Wednesday, October 31, 2007 7:50 PM

 

Wow – today’s appointment with Dr. Leigh took a long time. Not only did we not get back to see her until an hour and a half after our appointment time, but it took a long time once we got there.

Basically Dr. Leigh is concerned that Rebecca is now having what are known as Drop Seizures (Atonic Seizures for those who know the technical term). This means she is now having 2 seizure types. What this also means is instead of having Infantile Spasms, she is progressing into having Lennox-Gastaut Syndrome. This is more or less a progression of Infantile Spasms, marked by having multiple seizure types. We are going to wean her off of the Phenobarbital (at Mom’s insistence), and she will be started on a medication called Lamictal. Something we will need to do more research on, to consider after she is finished with her chemotherapy is called a VNS, or Vagal Nerve Stimulator.

http://www.vnstherapy.com/epilepsy/patient/About_Basics.asp

This of course is something David and I need to do a lot more research on, but I know it is something that has helped a lot of people with drug resistant epilepsy, which is what Rebecca has. Infantile Spasms, and Lennox-Gastaut Syndrome (LGS) are both Drug Resistant Epilepsies. We took her to a few houses for trick or treating, but after such a long day she was really just ready to get in the bed. It doesn’t matter too much, we had so few kids come to our house that we have ample candy left over. Plus she got a few treats at the Children’s Health Center. There was even one nice Mother, Grandmother and cute little girl that had brought bags of goodies and let Rebecca pick out something. We got some Play-dough! That should be some fun sensory and Tactile stuff to play with – but we have to learn not to eat it. Rebecca also ate her very first lollypop! hopefully I will post the pictures tomorrow! At least She wore her costume to the clinic today!

 

Sunday, November 25, 2007 12:26 PM

 

Thanksgiving was good. Rebecca ate sooo much food. Thursday we went to Raleigh and spent the day with Grandma and PopPop and she ate some Turkey and all the trimmings, including a Becca sized slice of Pumpkin Pie. I can’t believe she ate so much. Everyone loved seeing her. Then Friday it was off to Thomasville and Kernersville to see Granny for Lunch, and then Grandpa and Kathy for dessert later. Again, for the 2nd day in a row Rebecca ate a lot of food. Friday she had some more Turkey, and fixings. For her deserts, she ate some Banana pudding. YUMMY. The Grandparents couldn’t get enough of her. Although everyone certainly got a taste of daily life with her. The little girl who doesn’t walk – but never sits still! All Daddy and Mommy kept hearing was “Wow, she sure is an active little girl”. Haha! Please pray that she can put all that energy to good use and start walking

on her own. On a good note – we should be getting her the helmet soon. We are expecting it to get ordered on Monday. I am very Thankful that this has finally come through for her.
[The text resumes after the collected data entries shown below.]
use std::io::IsTerminal;
use std::path::PathBuf;
use std::sync::Arc;
use std::time::Duration;

use anyhow::{Context, Result};
use chrono::{NaiveDate, NaiveDateTime, Utc};
use clap::{Args, Parser, Subcommand};
use indicatif::{ProgressBar, ProgressStyle};

use typowatch::{
    generate_candidates_with, logging, normalize_domain, AuxLists, ListPaths, ReputationStatus,
    ScanConfig, ScanReport, Scanner, StaticWhitelist, Strategy,
};

#[derive(Parser)]
#[command(name = "typowatch")]
#[command(version, about = "Find registered typosquatting variants of a domain and flag the risky ones")]
struct Cli {
    #[command(subcommand)]
    command: Commands,

    /// Increase log verbosity (-v info, -vv debug, -vvv trace)
    #[arg(short, long, action = clap::ArgAction::Count, global = true)]
    verbose: u8,

    /// Directory holding the auxiliary list files
    #[arg(long, env = "TYPOWATCH_LISTS", default_value = "lists", global = true)]
    lists: PathBuf,
}

#[derive(Subcommand)]
enum Commands {
    /// Print candidate variations without touching the network
    Generate {
        /// Domain to generate variations for
        domain: String,

        #[command(flatten)]
        strategies: StrategyFlags,

        /// Maximum number of variations to output (unlimited if not specified)
        #[arg(long)]
        max_variations: Option<usize>,
    },
    /// Probe, enrich and score live variations, then evaluate alerts
    Scan(ScanArgs),
}

#[derive(Args)]
struct StrategyFlags {
    /// Enable prefix/suffix token variations
    #[arg(long)]
    prefix_suffix: bool,

    /// Enable TLD replacement variations
    #[arg(long)]
    tld: bool,

    /// Enable keyboard proximity variations
    #[arg(long)]
    keyboard: bool,

    /// Enable visually similar character variations
    #[arg(long)]
    visual: bool,

    /// Enable character removal and insertion variations
    #[arg(long)]
    removal_insertion: bool,

    /// Enable adjacent character transposition variations
    #[arg(long)]
    transposition: bool,

    /// Enable subdomain insertion variations
    #[arg(long)]
    subdomain: bool,

    /// Enable hyphen/dot manipulation variations
    #[arg(long)]
    hyphen_dot: bool,

    /// Enable soundsquatting variations
    #[arg(long)]
    soundsquatting: bool,

    /// Enable bitsquatting variations
    #[arg(long)]
    bitsquatting: bool,

    /// Enable all variation types
    #[arg(long)]
    all: bool,
}

impl StrategyFlags {
    fn selected(&self) -> Vec<Strategy> {
        let flags = [
            (self.prefix_suffix, Strategy::PrefixSuffix),
            (self.tld, Strategy::TldReplacement),
            (self.keyboard, Strategy::KeyboardProximity),
            (self.visual, Strategy::VisualSubstitution),
            (self.removal_insertion, Strategy::RemovalInsertion),
            (self.transposition, Strategy::Transposition),
            (self.subdomain, Strategy::SubdomainInsertion),
            (self.hyphen_dot, Strategy::HyphenDot),
            (self.soundsquatting, Strategy::Soundsquatting),
            (self.bitsquatting, Strategy::Bitsquatting),
        ];
        let enable_all = self.all || flags.iter().all(|(enabled, _)| !enabled);

        flags
            .into_iter()
            .filter(|(enabled, _)| enable_all || *enabled)
            .map(|(_, strategy)| strategy)
            .collect()
    }
}

#[derive(Args)]
struct ScanArgs {
    /// Domain to monitor
    domain: String,

    /// Skip whitelist and alert evaluation
    #[arg(long)]
    quick: bool,

    /// Whitelist file (`domain` or `scope,domain` per line)
    #[arg(long)]
    whitelist: Option<PathBuf>,

    /// Whitelist scope (defaults to the scanned domain)
    #[arg(long)]
    scope: Option<String>,

    /// Previous scan time, YYYY-MM-DD or YYYY-MM-DDTHH:MM:SS (default: now, UTC)
    #[arg(long, value_parser = parse_last_scan)]
    last_scan: Option<NaiveDateTime>,

    /// Print the full report as JSON
    #[arg(long)]
    json: bool,

    /// Concurrent network lookups
    #[arg(long, default_value = "32")]
    concurrency: usize,

    /// Per-lookup timeout in seconds
    #[arg(long, default_value = "10")]
    timeout: u64,

    /// Abort the whole scan after this many seconds
    #[arg(long)]
    deadline: Option<u64>,

    /// VirusTotal API key; without one no reputation lookups are made
    #[arg(long, env = "VIRUSTOTAL_API_KEY", hide_env_values = true)]
    vt_api_key: Option<String>,
}

fn parse_last_scan(value: &str) -> Result<NaiveDateTime, String> {
    NaiveDateTime::parse_from_str(value, "%Y-%m-%dT%H:%M:%S")
        .ok()
        .or_else(|| {
            NaiveDate::parse_from_str(value, "%Y-%m-%d")
                .ok()
                .and_then(|date| date.and_hms_opt(0, 0, 0))
        })
        .ok_or_else(|| format!("expected YYYY-MM-DD or YYYY-MM-DDTHH:MM:SS, got {:?}", value))
}

#[tokio::main]
async fn main() -> Result<()> {
    let cli = Cli::parse();
    logging::init(cli.verbose);
    let list_paths = ListPaths::in_dir(&cli.lists);

    match cli.command {
        Commands::Generate {
            domain,
            strategies,
            max_variations,
        } => generate(&domain, &list_paths, &strategies.selected(), max_variations),
        Commands::Scan(args) => scan(args, list_paths).await,
    }
}

fn generate(
    domain: &str,
    list_paths: &ListPaths,
    strategies: &[Strategy],
    max_variations: Option<usize>,
) -> Result<()> {
    let domain = normalize_domain(domain)?;
    let lists = AuxLists::load(list_paths);
    let variations = generate_candidates_with(&domain, &lists, strategies)?;

    let output_count = max_variations
        .map(|max| max.min(variations.len()))
        .unwrap_or(variations.len());
    for variation in variations.iter().take(output_count) {
        println!("{}", variation);
    }

    eprintln!("Generated {} variations", variations.len());
    Ok(())
}

async fn scan(args: ScanArgs, list_paths: ListPaths) -> Result<()> {
    let lookup_timeout = Duration::from_secs(args.timeout);
    let mut config = ScanConfig::default()
        .with_lists(list_paths)
        .with_concurrency(args.concurrency)
        .with_lookup_timeout(lookup_timeout)
        .with_dns_timeout(lookup_timeout.min(Duration::from_secs(5)));
    if let Some(deadline) = args.deadline {
        config = config.with_scan_deadline(Duration::from_secs(deadline));
    }

    let mut scanner = Scanner::networked(config, args.vt_api_key);
    if let Some(path) = &args.whitelist {
        let whitelist = StaticWhitelist::from_file(path).into_inner();
        scanner = scanner.with_whitelist(Arc::new(whitelist));
    }
    if std::io::stderr().is_terminal() && !args.json {
        scanner = scanner.with_progress(probe_progress_bar());
    }

    let outcome = if args.quick {
        scanner.quick_scan(&args.domain).await
    } else {
        let last_scan = args.last_scan.unwrap_or_else(|| Utc::now().naive_utc());
        scanner
            .run_scan(&args.domain, args.scope.as_deref(), last_scan)
            .await
    };
    let report = outcome.with_context(|| format!("scan of {} failed", args.domain))?;

    if args.json {
        println!("{}", serde_json::to_string_pretty(&report)?);
    } else {
        print_report(&report);
    }
    Ok(())
}

fn probe_progress_bar() -> ProgressBar {
    let bar = ProgressBar::new(0);
    if let Ok(style) =
        ProgressStyle::with_template("{spinner} probing [{bar:40}] {pos}/{len} ({eta})")
    {
        bar.set_style(style.progress_chars("=> "));
    }
    bar
}

fn print_report(report: &ScanReport) {
    for result in &report.results {
        let reputation = match &result.reputation {
            ReputationStatus::Checked { report } => report
                .reputation
                .map(|score| score.to_string())
                .unwrap_or_else(|| "---".to_string()),
            ReputationStatus::Failed { .. } => "error".to_string(),
            ReputationStatus::NotChecked { report_url } => report_url.clone(),
        };
        println!(
            "{:.2}%, {}, {}, {}, {}, {}",
            result.similarity_percent,
            result.domain,
            result.ip_address,
            result.whois.registrar,
            result.whois.creation_date,
            reputation
        );
    }
    for alert in &report.alerts {
        println!("ALERT, {}, {}", alert.domain, alert.reason);
    }

    eprintln!(
        "Checked {} variations, {} exist, {} reputation lookups, {} alerts",
        report.permutations_checked,
        report.existing_domains,
        report.reputation_lookups,
        report.alerts.len()
    );
}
One year ago we started the Chemo. Thank you everyone for all your prayers for the past year (and before, for the epilepsy). Your prayer has meant so much to me.

 

Monday, December 10, 2007 4:11 PM

 

 

We have our first helmet for Rebecca! today is day one with the helmet. so far so good. She even just took a little tumble backwards. Not a seizure, but just an uncoordinated fall backwards. But she conked her head hard – except for the fact she had her helmet on. So it didn’t even phase her. How wonderful. This past weekend poor baby was battling a touch of the stomach bug. Early Thursday am, I was awakened to her crying. I went in to see what was wrong, and discovered she had vomited. YUCK. Not the kind of surprise you want to find at 4am. I woke David up and we cleaned her up, and changed the sheets. She was fine all day, we went slow on the food and drinks. then again Saturday morning, she got sick. Several times Saturday. So we tried Saturday to get something into her, to keep her hydrated. Sunday we just spent the day giving her an ounce or two every half hour. Poor baby.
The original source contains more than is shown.